Data excerpts:
※ ※ ※
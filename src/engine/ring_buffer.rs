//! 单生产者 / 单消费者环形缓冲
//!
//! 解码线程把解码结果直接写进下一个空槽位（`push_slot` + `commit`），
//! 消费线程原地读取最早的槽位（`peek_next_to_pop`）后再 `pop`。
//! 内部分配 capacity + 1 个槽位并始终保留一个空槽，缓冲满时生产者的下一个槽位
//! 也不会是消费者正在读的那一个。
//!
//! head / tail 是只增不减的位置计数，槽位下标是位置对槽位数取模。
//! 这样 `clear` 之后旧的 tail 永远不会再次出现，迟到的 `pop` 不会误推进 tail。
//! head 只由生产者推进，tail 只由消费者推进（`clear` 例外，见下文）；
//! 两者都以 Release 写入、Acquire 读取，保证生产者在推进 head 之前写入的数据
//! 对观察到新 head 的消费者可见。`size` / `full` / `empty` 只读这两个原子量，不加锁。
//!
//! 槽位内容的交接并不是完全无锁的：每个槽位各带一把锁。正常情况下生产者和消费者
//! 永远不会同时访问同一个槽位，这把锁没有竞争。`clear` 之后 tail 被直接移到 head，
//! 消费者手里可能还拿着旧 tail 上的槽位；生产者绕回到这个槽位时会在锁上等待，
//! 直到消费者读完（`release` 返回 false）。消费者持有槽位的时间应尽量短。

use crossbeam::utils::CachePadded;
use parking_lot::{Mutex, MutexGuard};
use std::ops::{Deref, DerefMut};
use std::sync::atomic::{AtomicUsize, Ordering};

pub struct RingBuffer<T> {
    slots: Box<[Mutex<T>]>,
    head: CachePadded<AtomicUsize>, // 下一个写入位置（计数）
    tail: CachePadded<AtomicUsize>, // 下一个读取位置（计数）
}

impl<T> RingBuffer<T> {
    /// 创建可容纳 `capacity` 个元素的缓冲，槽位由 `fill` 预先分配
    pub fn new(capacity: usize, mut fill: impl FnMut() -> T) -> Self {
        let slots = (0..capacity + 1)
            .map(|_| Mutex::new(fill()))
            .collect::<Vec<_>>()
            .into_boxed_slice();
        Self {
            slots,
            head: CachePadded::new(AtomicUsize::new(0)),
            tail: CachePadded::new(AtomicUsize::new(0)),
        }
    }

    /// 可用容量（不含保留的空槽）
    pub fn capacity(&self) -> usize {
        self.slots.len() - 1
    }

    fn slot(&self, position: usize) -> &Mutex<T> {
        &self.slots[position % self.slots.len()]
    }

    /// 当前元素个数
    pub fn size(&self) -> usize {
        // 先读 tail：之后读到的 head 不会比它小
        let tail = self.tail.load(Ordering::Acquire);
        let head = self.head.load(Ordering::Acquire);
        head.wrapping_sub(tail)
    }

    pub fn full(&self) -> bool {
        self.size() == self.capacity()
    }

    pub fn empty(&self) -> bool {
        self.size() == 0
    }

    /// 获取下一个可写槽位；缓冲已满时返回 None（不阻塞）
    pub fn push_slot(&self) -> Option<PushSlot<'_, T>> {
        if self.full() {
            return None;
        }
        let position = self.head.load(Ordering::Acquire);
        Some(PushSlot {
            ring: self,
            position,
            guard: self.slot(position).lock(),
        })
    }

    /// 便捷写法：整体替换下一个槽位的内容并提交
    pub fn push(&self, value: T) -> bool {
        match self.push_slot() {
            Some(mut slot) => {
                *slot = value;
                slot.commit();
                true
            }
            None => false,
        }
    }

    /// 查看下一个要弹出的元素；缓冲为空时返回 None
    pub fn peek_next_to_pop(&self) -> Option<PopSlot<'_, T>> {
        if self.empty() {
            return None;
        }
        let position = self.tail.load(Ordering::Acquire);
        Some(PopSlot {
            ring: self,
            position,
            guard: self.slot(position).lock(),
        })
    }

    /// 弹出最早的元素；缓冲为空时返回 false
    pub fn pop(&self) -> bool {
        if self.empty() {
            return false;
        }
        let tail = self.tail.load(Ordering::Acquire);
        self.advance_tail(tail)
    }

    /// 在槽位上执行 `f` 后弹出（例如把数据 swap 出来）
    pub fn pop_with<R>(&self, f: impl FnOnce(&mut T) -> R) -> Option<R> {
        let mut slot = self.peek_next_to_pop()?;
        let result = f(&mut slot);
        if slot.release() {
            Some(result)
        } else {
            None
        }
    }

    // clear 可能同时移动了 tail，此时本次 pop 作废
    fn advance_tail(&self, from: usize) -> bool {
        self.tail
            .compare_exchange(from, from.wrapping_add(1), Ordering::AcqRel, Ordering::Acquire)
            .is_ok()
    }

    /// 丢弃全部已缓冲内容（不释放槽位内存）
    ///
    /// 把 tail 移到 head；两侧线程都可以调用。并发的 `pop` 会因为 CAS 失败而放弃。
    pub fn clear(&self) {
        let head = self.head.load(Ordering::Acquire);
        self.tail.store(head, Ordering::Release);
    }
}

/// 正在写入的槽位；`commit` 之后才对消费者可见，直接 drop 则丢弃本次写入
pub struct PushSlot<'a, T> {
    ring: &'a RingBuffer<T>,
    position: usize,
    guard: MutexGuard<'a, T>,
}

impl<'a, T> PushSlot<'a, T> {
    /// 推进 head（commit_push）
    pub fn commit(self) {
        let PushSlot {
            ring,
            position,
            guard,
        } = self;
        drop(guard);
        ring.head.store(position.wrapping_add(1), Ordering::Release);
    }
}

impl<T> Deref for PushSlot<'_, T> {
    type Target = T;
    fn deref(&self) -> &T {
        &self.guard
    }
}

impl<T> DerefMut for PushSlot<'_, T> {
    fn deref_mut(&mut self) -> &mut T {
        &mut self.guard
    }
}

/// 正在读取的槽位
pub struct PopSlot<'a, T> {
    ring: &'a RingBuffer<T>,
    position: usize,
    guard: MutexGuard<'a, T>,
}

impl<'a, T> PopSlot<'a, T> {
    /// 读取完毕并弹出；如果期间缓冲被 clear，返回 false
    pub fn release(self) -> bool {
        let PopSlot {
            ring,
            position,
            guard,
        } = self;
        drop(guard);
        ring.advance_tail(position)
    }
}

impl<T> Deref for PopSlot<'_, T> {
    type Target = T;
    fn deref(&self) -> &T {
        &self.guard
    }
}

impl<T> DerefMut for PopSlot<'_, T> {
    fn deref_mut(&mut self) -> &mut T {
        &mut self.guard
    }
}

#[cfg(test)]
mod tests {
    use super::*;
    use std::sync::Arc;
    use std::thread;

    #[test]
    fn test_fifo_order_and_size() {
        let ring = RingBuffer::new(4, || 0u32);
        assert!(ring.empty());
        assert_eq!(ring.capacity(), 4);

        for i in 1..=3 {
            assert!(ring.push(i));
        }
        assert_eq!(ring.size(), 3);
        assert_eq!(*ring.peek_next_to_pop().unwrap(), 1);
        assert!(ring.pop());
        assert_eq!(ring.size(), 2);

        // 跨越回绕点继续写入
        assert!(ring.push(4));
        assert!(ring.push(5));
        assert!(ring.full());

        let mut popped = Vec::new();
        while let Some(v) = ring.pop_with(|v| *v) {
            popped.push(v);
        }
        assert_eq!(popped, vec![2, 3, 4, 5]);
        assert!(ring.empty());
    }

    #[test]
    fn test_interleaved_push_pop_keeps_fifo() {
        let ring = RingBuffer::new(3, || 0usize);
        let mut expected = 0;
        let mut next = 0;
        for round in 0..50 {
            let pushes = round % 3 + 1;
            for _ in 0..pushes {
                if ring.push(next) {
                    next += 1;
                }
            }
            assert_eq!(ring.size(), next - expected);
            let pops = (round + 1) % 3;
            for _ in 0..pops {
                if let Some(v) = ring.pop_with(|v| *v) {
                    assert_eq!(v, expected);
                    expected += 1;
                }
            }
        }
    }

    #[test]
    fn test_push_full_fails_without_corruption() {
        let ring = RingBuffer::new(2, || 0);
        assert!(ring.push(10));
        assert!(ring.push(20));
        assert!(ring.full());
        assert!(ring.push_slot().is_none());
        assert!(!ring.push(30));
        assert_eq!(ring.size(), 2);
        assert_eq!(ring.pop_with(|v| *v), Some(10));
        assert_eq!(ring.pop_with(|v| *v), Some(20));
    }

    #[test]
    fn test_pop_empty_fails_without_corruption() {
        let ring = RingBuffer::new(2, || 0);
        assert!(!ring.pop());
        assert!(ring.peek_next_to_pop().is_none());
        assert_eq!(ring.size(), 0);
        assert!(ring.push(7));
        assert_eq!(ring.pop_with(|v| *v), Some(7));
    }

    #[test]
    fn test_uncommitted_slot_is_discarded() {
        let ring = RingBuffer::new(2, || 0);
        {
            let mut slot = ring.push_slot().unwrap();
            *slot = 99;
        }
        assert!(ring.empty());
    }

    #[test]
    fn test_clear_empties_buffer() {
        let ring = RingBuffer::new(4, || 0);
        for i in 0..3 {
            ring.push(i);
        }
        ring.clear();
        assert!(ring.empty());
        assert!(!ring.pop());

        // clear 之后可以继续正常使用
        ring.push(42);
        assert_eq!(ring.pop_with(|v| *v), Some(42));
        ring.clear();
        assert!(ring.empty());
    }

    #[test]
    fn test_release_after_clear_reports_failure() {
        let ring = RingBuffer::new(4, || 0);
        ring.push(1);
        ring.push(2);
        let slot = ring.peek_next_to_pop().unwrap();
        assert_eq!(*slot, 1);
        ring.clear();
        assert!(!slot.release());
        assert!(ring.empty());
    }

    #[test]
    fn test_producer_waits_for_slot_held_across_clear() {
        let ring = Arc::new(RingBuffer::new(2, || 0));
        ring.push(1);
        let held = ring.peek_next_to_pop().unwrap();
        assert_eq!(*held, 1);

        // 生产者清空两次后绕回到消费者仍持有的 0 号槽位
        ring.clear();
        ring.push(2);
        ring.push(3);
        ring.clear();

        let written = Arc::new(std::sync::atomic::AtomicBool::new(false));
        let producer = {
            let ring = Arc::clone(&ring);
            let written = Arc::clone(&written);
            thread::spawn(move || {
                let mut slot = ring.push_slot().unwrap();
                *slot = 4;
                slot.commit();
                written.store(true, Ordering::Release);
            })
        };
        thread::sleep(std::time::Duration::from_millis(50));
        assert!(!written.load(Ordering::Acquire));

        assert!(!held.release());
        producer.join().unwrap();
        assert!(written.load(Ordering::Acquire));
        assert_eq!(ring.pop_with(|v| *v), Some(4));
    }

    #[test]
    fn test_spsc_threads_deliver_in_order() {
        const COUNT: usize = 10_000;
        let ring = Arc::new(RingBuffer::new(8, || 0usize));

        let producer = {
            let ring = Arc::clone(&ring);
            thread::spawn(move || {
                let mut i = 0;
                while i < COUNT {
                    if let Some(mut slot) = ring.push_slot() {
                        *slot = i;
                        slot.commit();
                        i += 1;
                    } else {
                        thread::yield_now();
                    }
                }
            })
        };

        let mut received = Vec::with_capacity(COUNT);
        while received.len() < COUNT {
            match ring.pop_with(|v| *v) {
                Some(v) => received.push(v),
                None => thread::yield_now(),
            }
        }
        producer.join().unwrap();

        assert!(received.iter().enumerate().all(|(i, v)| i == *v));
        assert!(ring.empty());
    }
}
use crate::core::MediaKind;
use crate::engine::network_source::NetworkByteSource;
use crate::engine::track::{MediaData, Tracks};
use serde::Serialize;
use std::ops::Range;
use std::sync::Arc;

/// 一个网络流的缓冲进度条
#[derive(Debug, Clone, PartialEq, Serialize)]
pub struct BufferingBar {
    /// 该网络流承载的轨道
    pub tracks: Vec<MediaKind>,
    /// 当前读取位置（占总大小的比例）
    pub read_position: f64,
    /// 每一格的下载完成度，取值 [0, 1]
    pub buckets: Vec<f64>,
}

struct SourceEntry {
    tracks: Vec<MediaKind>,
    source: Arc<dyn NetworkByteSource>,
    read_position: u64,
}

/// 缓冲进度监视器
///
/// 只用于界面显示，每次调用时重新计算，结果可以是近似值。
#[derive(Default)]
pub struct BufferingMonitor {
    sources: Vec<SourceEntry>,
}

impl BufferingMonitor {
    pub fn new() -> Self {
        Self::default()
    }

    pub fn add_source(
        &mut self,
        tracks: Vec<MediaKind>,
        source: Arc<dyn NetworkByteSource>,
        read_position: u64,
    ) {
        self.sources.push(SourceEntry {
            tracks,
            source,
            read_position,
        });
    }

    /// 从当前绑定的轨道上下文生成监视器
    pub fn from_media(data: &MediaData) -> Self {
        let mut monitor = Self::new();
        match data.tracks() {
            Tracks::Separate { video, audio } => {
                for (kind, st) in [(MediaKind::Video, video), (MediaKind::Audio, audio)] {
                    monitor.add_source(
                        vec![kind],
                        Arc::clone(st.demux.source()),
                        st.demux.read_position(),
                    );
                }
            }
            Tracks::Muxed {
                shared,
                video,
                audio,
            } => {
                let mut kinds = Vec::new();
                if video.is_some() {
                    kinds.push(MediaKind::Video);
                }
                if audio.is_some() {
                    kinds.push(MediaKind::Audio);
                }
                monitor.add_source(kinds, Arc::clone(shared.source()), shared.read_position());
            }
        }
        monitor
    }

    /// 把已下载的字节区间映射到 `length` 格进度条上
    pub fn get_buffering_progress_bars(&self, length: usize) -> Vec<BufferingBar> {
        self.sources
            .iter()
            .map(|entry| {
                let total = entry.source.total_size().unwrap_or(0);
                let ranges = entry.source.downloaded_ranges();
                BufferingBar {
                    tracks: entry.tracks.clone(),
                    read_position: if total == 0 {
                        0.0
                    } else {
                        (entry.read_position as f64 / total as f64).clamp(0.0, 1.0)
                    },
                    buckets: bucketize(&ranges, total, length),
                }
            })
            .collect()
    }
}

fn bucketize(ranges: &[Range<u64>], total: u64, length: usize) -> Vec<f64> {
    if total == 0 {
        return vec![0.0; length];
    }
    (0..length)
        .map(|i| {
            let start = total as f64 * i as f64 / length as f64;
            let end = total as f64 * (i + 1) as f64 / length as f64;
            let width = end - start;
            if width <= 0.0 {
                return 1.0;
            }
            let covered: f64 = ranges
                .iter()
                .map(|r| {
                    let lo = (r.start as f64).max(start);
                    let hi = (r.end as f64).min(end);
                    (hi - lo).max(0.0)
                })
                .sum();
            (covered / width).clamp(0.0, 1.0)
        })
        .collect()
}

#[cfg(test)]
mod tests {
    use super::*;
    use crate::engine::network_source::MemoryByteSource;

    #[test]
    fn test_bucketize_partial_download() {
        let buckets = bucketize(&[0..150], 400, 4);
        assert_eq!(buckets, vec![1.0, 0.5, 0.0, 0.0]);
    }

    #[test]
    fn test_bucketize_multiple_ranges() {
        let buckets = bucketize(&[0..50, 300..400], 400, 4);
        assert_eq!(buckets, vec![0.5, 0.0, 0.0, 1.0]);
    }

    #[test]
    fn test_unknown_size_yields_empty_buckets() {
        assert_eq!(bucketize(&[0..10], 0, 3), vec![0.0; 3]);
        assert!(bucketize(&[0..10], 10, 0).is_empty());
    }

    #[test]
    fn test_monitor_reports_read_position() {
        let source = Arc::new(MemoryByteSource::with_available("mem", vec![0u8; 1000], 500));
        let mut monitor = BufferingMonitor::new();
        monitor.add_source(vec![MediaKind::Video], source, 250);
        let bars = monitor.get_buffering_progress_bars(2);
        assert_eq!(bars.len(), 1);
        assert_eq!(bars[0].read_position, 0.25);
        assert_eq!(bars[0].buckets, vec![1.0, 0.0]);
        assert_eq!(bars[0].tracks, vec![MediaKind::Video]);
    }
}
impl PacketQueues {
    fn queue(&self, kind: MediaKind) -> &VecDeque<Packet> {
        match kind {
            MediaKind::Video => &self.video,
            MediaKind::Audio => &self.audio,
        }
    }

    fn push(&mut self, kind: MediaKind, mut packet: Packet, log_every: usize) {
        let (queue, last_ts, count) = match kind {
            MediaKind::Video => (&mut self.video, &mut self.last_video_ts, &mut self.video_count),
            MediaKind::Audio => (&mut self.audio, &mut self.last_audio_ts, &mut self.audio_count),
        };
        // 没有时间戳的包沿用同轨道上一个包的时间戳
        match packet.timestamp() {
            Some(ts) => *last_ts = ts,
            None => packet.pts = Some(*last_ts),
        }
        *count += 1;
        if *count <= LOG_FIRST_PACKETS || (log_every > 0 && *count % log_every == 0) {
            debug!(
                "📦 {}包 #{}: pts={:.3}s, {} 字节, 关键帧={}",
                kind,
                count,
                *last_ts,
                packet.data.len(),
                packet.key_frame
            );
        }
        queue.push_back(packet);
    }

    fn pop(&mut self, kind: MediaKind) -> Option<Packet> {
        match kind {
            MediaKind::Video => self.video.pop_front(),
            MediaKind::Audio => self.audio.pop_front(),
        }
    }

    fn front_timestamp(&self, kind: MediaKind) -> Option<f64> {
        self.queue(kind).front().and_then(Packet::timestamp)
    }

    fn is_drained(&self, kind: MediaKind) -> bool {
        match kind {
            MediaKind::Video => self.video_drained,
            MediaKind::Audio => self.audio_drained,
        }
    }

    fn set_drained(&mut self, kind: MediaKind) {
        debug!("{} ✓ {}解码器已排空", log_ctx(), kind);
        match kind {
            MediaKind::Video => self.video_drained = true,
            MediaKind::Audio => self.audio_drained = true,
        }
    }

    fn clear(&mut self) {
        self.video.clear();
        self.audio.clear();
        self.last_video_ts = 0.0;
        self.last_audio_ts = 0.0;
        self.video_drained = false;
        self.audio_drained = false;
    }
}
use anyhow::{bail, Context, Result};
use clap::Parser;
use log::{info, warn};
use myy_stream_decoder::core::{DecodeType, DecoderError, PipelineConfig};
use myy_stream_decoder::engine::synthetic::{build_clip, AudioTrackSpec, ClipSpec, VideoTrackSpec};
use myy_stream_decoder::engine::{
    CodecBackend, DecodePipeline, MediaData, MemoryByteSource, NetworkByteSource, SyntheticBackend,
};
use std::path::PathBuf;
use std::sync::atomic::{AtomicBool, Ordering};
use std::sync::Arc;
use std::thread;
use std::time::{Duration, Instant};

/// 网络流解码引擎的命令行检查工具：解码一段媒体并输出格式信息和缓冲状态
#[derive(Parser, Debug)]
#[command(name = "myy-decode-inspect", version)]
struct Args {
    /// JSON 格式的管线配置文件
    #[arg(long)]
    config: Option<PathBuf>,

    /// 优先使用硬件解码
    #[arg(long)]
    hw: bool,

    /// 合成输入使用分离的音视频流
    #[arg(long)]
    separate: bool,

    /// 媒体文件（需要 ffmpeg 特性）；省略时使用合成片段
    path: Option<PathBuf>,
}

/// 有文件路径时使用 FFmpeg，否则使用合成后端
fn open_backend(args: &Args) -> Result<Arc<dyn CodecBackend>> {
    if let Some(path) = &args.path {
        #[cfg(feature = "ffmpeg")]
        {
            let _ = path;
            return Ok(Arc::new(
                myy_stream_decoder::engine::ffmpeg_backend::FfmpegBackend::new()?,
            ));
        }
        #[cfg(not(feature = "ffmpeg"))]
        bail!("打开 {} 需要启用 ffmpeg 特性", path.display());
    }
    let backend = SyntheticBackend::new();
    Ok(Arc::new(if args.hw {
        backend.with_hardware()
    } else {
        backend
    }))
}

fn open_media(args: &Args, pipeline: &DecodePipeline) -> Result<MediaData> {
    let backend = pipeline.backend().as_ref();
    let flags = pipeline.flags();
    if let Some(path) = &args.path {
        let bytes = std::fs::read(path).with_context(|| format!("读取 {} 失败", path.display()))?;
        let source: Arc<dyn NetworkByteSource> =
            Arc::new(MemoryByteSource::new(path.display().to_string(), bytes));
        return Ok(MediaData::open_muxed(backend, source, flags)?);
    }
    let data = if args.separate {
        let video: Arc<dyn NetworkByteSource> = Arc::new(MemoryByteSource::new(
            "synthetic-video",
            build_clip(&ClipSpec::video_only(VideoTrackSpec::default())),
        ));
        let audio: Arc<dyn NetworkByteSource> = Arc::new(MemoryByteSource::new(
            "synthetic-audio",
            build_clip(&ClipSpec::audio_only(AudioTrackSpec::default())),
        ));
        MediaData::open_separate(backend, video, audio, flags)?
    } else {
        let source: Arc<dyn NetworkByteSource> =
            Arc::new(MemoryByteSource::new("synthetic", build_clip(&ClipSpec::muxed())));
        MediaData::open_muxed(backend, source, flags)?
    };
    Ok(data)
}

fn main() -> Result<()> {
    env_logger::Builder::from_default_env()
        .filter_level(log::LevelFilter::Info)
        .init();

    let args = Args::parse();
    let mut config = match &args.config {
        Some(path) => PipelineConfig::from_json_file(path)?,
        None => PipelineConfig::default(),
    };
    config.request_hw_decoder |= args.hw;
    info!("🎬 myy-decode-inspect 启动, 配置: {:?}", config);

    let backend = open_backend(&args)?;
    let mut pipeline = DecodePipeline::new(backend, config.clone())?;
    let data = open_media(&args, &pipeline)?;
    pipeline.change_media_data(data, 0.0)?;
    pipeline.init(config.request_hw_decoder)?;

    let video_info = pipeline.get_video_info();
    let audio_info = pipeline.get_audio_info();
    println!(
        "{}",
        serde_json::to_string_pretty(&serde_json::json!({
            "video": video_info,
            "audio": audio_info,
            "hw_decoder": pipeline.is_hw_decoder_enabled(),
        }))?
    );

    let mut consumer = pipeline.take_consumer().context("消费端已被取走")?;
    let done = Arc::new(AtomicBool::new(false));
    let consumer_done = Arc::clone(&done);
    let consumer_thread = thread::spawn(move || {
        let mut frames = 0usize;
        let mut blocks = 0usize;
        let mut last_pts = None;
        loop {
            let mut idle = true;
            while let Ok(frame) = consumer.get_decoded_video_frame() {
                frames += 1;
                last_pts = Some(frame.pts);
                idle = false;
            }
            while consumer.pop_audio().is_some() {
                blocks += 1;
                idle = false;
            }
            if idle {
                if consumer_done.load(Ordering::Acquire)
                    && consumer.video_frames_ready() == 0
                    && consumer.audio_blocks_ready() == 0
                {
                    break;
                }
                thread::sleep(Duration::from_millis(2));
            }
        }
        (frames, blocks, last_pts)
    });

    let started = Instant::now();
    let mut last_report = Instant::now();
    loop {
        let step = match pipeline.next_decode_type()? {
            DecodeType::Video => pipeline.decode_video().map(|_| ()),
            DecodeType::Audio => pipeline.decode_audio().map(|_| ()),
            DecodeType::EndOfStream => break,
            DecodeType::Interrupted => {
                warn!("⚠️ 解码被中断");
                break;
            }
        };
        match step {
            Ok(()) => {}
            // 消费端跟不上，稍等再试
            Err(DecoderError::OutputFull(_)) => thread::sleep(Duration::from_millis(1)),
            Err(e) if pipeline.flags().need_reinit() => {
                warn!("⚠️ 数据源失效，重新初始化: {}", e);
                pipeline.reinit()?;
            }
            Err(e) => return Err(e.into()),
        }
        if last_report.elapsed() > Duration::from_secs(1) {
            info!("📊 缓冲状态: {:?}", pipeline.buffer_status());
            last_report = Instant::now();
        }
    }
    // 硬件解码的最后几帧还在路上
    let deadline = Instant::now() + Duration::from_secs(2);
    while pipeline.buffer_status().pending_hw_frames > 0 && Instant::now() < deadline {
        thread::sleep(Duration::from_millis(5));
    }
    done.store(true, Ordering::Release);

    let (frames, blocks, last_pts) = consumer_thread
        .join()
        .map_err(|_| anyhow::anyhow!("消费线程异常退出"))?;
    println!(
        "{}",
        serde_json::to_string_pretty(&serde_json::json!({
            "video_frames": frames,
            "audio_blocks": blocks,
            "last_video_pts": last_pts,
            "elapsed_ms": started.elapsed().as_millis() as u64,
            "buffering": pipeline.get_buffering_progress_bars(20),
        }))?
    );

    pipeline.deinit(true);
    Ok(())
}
※ ※ ※
Count all lines of the data that include "struct". The answer is the number alone.

Solution to the problem:
7